======== DATA FOR PROCESSING
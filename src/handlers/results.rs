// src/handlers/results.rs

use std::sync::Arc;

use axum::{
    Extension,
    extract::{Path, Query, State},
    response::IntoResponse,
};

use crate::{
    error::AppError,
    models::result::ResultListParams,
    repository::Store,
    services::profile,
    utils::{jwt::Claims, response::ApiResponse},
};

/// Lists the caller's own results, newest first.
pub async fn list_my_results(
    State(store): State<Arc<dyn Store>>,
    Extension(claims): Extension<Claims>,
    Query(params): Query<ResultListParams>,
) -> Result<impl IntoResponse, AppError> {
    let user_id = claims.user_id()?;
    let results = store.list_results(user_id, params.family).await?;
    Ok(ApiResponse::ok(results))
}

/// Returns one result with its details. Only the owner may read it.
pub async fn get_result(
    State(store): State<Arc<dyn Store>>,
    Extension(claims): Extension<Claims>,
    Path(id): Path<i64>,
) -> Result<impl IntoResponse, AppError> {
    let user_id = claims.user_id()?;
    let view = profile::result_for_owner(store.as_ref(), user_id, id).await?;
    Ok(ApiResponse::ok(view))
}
================
======== DATA FOR PROCESSING
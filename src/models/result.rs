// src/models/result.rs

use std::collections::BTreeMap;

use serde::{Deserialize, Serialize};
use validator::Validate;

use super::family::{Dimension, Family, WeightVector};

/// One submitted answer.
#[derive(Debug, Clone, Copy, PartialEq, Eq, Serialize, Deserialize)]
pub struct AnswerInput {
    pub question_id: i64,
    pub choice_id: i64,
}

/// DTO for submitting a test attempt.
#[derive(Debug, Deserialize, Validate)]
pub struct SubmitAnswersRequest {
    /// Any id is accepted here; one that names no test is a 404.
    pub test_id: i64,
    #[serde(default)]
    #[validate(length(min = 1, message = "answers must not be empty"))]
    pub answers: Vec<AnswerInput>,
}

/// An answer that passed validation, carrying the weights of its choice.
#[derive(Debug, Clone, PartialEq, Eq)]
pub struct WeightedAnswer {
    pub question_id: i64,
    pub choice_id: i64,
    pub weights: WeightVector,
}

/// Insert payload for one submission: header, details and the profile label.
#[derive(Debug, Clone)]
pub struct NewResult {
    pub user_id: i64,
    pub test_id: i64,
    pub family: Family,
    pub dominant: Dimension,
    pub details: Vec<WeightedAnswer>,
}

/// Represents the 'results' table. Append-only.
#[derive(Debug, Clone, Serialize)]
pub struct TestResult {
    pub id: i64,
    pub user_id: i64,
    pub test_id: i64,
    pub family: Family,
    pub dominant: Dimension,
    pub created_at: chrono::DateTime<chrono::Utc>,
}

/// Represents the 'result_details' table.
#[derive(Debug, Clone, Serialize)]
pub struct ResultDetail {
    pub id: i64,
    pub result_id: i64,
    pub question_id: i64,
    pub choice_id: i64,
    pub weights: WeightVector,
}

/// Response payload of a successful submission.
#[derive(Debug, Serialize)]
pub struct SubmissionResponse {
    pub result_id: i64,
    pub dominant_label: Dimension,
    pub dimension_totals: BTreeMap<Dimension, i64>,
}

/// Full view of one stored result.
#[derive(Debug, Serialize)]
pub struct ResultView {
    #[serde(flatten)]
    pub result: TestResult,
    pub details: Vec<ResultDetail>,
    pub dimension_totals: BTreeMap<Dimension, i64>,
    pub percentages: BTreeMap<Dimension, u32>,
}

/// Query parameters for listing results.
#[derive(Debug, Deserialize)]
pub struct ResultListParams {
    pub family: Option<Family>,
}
================
**YOUR OBJECTIVE**
Extract every line above containing the word "profile".

**PROBLEM SOLUTION**
    services::profile,
    let view = profile::result_for_owner(store.as_ref(), user_id, id).await?;
/// Insert payload for one submission: header, details and the profile label.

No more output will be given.